→ EXERCISE AIM
Verbatim, and with nothing else, reproduce the data below from its first line through the line containing "use async_trait::async_trait;".

→ TASK DATA
Segment Open

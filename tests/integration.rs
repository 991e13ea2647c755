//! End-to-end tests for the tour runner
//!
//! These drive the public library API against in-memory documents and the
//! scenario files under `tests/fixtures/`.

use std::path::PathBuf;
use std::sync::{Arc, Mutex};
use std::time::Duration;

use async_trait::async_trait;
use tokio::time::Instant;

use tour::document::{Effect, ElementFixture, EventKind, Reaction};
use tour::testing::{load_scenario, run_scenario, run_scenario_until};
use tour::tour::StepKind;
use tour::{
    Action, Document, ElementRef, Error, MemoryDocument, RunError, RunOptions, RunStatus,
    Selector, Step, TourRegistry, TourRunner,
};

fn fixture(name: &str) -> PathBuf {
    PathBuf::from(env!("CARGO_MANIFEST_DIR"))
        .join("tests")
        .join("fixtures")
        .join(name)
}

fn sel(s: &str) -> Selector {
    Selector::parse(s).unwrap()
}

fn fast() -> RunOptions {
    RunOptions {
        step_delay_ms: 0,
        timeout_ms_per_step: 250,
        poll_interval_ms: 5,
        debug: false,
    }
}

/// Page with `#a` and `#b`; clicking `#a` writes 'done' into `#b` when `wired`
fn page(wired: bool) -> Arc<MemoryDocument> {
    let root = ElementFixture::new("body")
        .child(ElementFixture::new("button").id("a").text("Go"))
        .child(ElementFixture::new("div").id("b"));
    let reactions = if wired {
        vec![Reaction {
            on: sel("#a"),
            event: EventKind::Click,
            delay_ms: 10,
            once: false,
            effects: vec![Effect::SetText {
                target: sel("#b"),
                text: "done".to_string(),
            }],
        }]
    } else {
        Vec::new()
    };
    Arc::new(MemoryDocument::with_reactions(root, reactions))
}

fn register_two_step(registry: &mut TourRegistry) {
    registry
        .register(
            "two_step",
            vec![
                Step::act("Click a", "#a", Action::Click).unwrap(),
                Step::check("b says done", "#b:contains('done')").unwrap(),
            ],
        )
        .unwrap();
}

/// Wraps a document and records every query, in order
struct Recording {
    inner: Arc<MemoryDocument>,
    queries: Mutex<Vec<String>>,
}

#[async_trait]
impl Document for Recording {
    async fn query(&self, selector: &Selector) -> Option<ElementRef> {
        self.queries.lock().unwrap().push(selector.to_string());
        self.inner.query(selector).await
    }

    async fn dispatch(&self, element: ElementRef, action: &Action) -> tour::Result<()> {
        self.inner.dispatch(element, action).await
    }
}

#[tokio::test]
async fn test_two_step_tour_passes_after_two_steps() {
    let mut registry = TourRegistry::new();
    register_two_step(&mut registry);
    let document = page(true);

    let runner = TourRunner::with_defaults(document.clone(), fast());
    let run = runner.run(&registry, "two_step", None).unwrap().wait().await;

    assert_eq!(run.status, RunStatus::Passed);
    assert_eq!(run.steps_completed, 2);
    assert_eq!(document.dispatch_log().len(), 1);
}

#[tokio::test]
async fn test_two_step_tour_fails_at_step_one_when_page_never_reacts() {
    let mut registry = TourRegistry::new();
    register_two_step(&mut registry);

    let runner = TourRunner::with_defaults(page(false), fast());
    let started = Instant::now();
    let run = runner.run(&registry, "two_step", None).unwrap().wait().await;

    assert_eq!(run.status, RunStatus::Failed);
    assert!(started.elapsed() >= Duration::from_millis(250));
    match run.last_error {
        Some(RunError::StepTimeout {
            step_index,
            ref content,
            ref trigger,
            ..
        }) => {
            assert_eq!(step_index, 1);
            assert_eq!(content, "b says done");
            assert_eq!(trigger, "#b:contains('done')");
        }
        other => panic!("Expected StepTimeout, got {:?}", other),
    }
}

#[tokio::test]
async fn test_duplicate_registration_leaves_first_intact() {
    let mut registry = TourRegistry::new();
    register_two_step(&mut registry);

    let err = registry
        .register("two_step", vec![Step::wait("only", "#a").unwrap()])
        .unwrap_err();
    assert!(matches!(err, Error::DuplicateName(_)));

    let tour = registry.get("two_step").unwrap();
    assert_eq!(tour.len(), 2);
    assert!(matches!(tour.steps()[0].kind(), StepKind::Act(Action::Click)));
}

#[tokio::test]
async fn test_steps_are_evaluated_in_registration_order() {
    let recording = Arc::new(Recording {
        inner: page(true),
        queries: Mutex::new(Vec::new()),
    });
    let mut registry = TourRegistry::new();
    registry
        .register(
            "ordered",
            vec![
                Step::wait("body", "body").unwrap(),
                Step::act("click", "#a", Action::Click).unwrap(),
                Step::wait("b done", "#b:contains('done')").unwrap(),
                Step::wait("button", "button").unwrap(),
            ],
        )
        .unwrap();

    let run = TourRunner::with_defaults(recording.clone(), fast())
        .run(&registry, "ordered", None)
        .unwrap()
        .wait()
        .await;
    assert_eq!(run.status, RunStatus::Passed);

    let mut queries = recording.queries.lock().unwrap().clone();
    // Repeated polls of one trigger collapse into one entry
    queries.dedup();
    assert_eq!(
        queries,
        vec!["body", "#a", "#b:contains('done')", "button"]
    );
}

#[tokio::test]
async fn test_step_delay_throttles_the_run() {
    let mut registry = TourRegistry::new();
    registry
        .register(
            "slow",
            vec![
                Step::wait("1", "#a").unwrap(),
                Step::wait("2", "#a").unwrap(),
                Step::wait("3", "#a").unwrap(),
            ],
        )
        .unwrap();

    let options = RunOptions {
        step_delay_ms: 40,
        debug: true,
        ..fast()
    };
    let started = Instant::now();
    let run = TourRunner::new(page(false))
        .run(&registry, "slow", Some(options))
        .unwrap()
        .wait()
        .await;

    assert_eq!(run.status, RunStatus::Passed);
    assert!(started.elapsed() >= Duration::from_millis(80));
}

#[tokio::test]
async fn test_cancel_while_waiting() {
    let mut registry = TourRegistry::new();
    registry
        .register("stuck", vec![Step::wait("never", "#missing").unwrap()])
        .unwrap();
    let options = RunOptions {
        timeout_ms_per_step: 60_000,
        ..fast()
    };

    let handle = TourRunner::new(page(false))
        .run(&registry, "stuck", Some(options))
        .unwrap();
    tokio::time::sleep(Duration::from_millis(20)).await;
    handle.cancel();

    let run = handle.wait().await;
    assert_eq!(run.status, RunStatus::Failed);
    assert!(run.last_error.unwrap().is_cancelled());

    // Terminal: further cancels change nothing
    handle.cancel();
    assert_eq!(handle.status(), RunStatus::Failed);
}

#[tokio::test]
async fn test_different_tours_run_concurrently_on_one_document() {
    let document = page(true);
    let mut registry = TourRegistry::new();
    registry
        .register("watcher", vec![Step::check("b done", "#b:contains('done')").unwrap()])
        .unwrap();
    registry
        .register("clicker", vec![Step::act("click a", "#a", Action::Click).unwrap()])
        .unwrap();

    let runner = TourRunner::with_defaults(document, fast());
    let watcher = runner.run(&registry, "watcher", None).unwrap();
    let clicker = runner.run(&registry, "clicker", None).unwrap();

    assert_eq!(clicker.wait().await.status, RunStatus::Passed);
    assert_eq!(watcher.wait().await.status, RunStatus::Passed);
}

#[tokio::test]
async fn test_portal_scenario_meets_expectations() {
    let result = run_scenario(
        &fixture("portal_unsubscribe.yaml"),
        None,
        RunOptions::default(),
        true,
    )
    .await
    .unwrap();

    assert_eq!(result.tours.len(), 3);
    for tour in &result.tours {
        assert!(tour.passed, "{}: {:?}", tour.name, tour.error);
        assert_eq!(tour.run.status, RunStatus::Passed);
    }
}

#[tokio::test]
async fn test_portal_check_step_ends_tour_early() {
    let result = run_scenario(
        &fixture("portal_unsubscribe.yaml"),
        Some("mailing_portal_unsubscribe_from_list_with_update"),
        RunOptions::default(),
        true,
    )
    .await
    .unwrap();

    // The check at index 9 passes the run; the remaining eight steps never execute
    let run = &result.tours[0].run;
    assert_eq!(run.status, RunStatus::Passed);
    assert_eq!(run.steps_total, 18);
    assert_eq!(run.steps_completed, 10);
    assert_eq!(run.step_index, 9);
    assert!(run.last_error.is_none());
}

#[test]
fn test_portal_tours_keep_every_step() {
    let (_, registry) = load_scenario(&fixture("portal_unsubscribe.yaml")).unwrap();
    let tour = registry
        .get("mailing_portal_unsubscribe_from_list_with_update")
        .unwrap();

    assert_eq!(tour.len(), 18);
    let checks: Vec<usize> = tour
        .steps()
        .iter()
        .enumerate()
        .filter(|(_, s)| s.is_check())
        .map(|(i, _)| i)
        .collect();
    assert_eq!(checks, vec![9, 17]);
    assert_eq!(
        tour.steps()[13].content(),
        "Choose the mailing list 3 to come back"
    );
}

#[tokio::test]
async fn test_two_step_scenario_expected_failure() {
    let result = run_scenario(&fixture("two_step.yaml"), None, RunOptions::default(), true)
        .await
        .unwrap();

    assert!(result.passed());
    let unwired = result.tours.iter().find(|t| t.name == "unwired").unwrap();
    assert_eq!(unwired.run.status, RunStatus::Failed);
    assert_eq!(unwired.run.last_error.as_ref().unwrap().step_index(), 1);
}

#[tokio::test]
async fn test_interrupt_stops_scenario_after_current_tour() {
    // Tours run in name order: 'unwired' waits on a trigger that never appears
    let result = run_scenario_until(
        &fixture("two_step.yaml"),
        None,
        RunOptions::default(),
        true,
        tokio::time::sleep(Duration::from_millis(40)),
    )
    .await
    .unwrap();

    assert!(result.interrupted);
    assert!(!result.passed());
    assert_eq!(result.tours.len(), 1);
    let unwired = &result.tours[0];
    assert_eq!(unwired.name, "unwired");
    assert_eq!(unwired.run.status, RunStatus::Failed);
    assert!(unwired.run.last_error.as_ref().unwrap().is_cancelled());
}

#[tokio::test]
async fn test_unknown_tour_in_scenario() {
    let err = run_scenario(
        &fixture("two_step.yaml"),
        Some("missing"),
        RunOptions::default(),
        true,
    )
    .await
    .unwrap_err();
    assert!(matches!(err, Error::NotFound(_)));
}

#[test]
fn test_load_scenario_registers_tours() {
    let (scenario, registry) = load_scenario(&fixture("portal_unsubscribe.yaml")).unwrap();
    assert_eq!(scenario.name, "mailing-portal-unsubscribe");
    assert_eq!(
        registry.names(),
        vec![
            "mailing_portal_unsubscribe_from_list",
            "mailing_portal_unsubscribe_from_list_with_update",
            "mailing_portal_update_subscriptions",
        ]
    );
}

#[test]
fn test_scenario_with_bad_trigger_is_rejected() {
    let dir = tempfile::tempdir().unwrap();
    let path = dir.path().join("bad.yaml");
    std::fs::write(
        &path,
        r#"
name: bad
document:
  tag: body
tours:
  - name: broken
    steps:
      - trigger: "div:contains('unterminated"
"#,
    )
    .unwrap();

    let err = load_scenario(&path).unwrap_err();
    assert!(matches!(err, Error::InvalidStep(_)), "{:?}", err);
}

Segment Closed

→ ANSWER FOR THE TASK
filename tests/integration.rs
repository 991e13ea2647c755
//! End-to-end tests for the tour runner
//!
//! These drive the public library API against in-memory documents and the
//! scenario files under `tests/fixtures/`.

use std::path::PathBuf;
use std::sync::{Arc, Mutex};
use std::time::Duration;

use async_trait::async_trait;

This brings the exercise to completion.